### Material shown

◇ ◇ ◇ ◇

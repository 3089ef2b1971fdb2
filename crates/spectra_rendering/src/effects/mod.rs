//! # Timed Effects
//!
//! Pooled, lifecycle-driven visual effects:
//! - `lifecycle` - phases, fade envelope, shared per-instance state
//! - `manager` - pools per kind, spawn / tick / force-expire
//! - `fog`, `telegraph`, `aura`, `death`, `trail` - the effect kinds
//! - `strokes` - what effects hand to the compositor each frame
//!
//! ## Lifecycle
//!
//! ```text
//! spawn ──► FadeIn ──► Sustain ──► FadeOut ──► Released ──► slot reused
//!                                                 ▲
//!                    force_expire ────────────────┘ (on the next tick)
//! ```

mod aura;
mod behavior;
mod death;
mod fog;
mod lifecycle;
mod manager;
mod spawn;
mod strokes;
mod telegraph;
mod trail;

pub use aura::Aura;
pub use behavior::{EffectBehavior, RenderView, SpawnContext, MAX_SUB_PARTICLES};
pub use death::DeathSpectacle;
pub use fog::FogCloud;
pub use lifecycle::{EffectCore, LifecycleEnvelope, Phase};
pub use manager::{EffectManager, EffectSnapshot, ManagerStats, TickReport};
pub use spawn::{EffectHandle, EffectKind, SpawnRequest, TrailStyle};
pub use strokes::{StrokeBuffer, StrokeStyle};
pub use telegraph::Telegraph;
pub use trail::Trail;
//! Shared test helpers for settings tests.

#![allow(dead_code)]

use haven_crypto::{
    CryptoResult, DerivedKey, FallbackKdfParams, FallbackKeyMaterial, KeyedPlatform, SafeStorage,
    StringEncryptor,
};
use haven_settings::{EnvSnapshot, SettingsResolver, WatchRegistry};
use haven_storage::{ProfileStore, ProfileStoreConfig, SessionProvider, StartupSignal};
use haven_types::ProfileId;
use haven_vault::{DesktopStore, MemoryBackend};
use std::sync::Arc;
use std::sync::atomic::{AtomicUsize, Ordering};
use tempfile::TempDir;

pub fn encryptor(seed: u8) -> Arc<dyn StringEncryptor> {
    Arc::new(SafeStorage::new(
        Arc::new(KeyedPlatform::new(DerivedKey::from_bytes([seed; 32]))),
        FallbackKeyMaterial {
            machine_id: "settings-tests".into(),
            platform: "linux".into(),
            app_version: "0.4.0".into(),
        },
        FallbackKdfParams::default(),
    ))
}

/// Counts encryptions, i.e. secure-storage writes.
pub struct CountingEncryptor {
    inner: Arc<dyn StringEncryptor>,
    pub encrypts: AtomicUsize,
}

impl CountingEncryptor {
    pub fn count(&self) -> usize {
        self.encrypts.load(Ordering::SeqCst)
    }
}

impl StringEncryptor for CountingEncryptor {
    fn encrypt(&self, plaintext: &str) -> CryptoResult<String> {
        self.encrypts.fetch_add(1, Ordering::SeqCst);
        self.inner.encrypt(plaintext)
    }

    fn decrypt(&self, ciphertext: &str) -> CryptoResult<String> {
        self.inner.decrypt(ciphertext)
    }

    fn is_available(&self) -> bool {
        self.inner.is_available()
    }
}

struct NoSessions;

impl SessionProvider for NoSessions {
    fn create(&self, _profile: ProfileId) -> std::io::Result<()> {
        Ok(())
    }

    fn destroy(&self, _profile: ProfileId) -> std::io::Result<()> {
        Ok(())
    }
}

pub struct Harness {
    pub _dir: TempDir,
    pub profiles: ProfileStore,
    pub app: Arc<DesktopStore>,
    pub env: Arc<EnvSnapshot>,
    pub secure_writes: Arc<CountingEncryptor>,
    pub resolver: SettingsResolver,
}

impl Harness {
    pub async fn new(env: &[(&str, &str)]) -> Self {
        let dir = tempfile::tempdir().unwrap();
        let counting = Arc::new(CountingEncryptor {
            inner: encryptor(1),
            encrypts: AtomicUsize::new(0),
        });
        let profiles = ProfileStore::new(
            ProfileStoreConfig::new(dir.path()),
            counting.clone(),
            Arc::new(NoSessions),
            StartupSignal::fired(),
        );
        profiles.initialize().await.unwrap();

        let app = Arc::new(DesktopStore::new(Arc::new(MemoryBackend::new()), encryptor(2)));
        app.lifecycle().initialize_store().unwrap();

        let env = Arc::new(EnvSnapshot::from_pairs(env.iter().copied()));
        let resolver = SettingsResolver::new(
            app.clone(),
            profiles.clone(),
            env.clone(),
            WatchRegistry::new(),
        );

        Self {
            _dir: dir,
            profiles,
            app,
            env,
            secure_writes: counting,
            resolver,
        }
    }

    pub async fn active(&self) -> ProfileId {
        self.profiles.active_profile_id().await.unwrap().unwrap()
    }
}
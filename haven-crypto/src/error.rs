//! Error types for the encryption layer.

use thiserror::Error;

/// Result type for crypto operations.
pub type CryptoResult<T> = Result<T, CryptoError>;

/// Errors that can occur in cryptographic operations.
#[derive(Debug, Error)]
pub enum CryptoError {
    /// Key derivation failed.
    #[error("key derivation failed: {0}")]
    KeyDerivation(String),

    /// Encryption failed.
    #[error("encryption failed: {0}")]
    Encryption(String),

    /// Decryption failed (wrong key, tampered data, foreign machine).
    #[error("decryption failed: {0}")]
    Decryption(String),

    /// Neither the platform capability nor the software fallback could
    /// produce a ciphertext.
    #[error("encryption unavailable: {0}")]
    Unavailable(String),

    /// OS keychain access failed.
    #[error("keychain error: {0}")]
    Keychain(String),

    /// Invalid key length.
    #[error("invalid key length: expected {expected}, got {actual}")]
    InvalidKeyLength { expected: usize, actual: usize },
}

impl CryptoError {
    /// True when the error means "this ciphertext cannot be recovered",
    /// which callers treat as an absent value rather than a failure.
    #[must_use]
    pub fn is_unrecoverable_value(&self) -> bool {
        matches!(self, Self::Decryption(_))
    }
}
//! The encryption interface every store depends on.
//!
//! Consumers (the secure cell store, the blob lifecycle, the profile
//! store) hold an `Arc<dyn StringEncryptor>` and never see key material.
//! `SafeStorage` is the production implementation: platform capability
//! first, machine-bound software fallback second.

use crate::error::{CryptoError, CryptoResult};
use crate::fallback::FallbackCipher;
use crate::key::{FallbackKdfParams, FallbackKeyMaterial};
use crate::platform::PlatformEncryption;
use base64::{Engine, engine::general_purpose::STANDARD};
use std::sync::Arc;
use tracing::warn;

/// Scheme tag for ciphertexts produced by the platform capability.
pub const PLATFORM_TAG: &str = "p1";

/// Scheme tag for ciphertexts produced by the software fallback.
pub const FALLBACK_TAG: &str = "f1";

/// Reversible string encryption.
pub trait StringEncryptor: Send + Sync {
    /// Encrypts `plaintext`. An error means nothing may be persisted.
    fn encrypt(&self, plaintext: &str) -> CryptoResult<String>;

    /// Decrypts a ciphertext produced by `encrypt`.
    ///
    /// `CryptoError::Decryption` means the value is unrecoverable; callers
    /// drop that single value instead of failing.
    fn decrypt(&self, ciphertext: &str) -> CryptoResult<String>;

    /// Non-authoritative hint; `encrypt`/`decrypt` must still be attempted.
    fn is_available(&self) -> bool;
}

/// Which path produced a ciphertext.
#[derive(Debug, Clone, Copy, PartialEq, Eq)]
pub enum CipherScheme {
    Platform,
    Fallback,
}

impl CipherScheme {
    /// Reads the scheme tag of a ciphertext without decrypting it.
    pub fn of(ciphertext: &str) -> Option<Self> {
        match ciphertext.split_once(':') {
            Some((PLATFORM_TAG, _)) => Some(Self::Platform),
            Some((FALLBACK_TAG, _)) => Some(Self::Fallback),
            _ => None,
        }
    }
}

/// Platform encryption with a machine-bound software fallback.
pub struct SafeStorage {
    platform: Arc<dyn PlatformEncryption>,
    fallback: FallbackCipher,
}

impl SafeStorage {
    pub fn new(
        platform: Arc<dyn PlatformEncryption>,
        material: FallbackKeyMaterial,
        params: FallbackKdfParams,
    ) -> Self {
        Self {
            platform,
            fallback: FallbackCipher::new(material, params),
        }
    }

    fn armor(tag: &str, bytes: &[u8]) -> String {
        format!("{tag}:{}", STANDARD.encode(bytes))
    }

    fn unarmor(body: &str) -> CryptoResult<Vec<u8>> {
        STANDARD
            .decode(body)
            .map_err(|e| CryptoError::Decryption(format!("invalid base64: {}", e)))
    }
}

impl StringEncryptor for SafeStorage {
    fn encrypt(&self, plaintext: &str) -> CryptoResult<String> {
        if self.platform.is_available() {
            match self.platform.encrypt_string(plaintext) {
                Ok(bytes) => return Ok(Self::armor(PLATFORM_TAG, &bytes)),
                Err(e) => warn!(error = %e, "Platform encryption failed, using fallback cipher"),
            }
        }

        let bytes = self.fallback.encrypt(plaintext).map_err(|e| match e {
            CryptoError::Unavailable(msg) => CryptoError::Unavailable(msg),
            other => CryptoError::Unavailable(other.to_string()),
        })?;
        Ok(Self::armor(FALLBACK_TAG, &bytes))
    }

    fn decrypt(&self, ciphertext: &str) -> CryptoResult<String> {
        let Some((tag, body)) = ciphertext.split_once(':') else {
            return Err(CryptoError::Decryption("missing scheme tag".into()));
        };
        match tag {
            PLATFORM_TAG => {
                if !self.platform.is_available() {
                    return Err(CryptoError::Decryption(
                        "platform encryption unavailable".into(),
                    ));
                }
                self.platform.decrypt_string(&Self::unarmor(body)?)
            }
            FALLBACK_TAG => self.fallback.decrypt(&Self::unarmor(body)?),
            other => Err(CryptoError::Decryption(format!("unknown scheme tag {other:?}"))),
        }
    }

    fn is_available(&self) -> bool {
        self.platform.is_available()
    }
}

◇ ◇ ◇ ◇

Read the listing line by line, and copy each line in which the word "return" is found.

### Reply
                Ok(bytes) => return Ok(Self::armor(PLATFORM_TAG, &bytes)),
            return Err(CryptoError::Decryption("missing scheme tag".into()));
                    return Err(CryptoError::Decryption(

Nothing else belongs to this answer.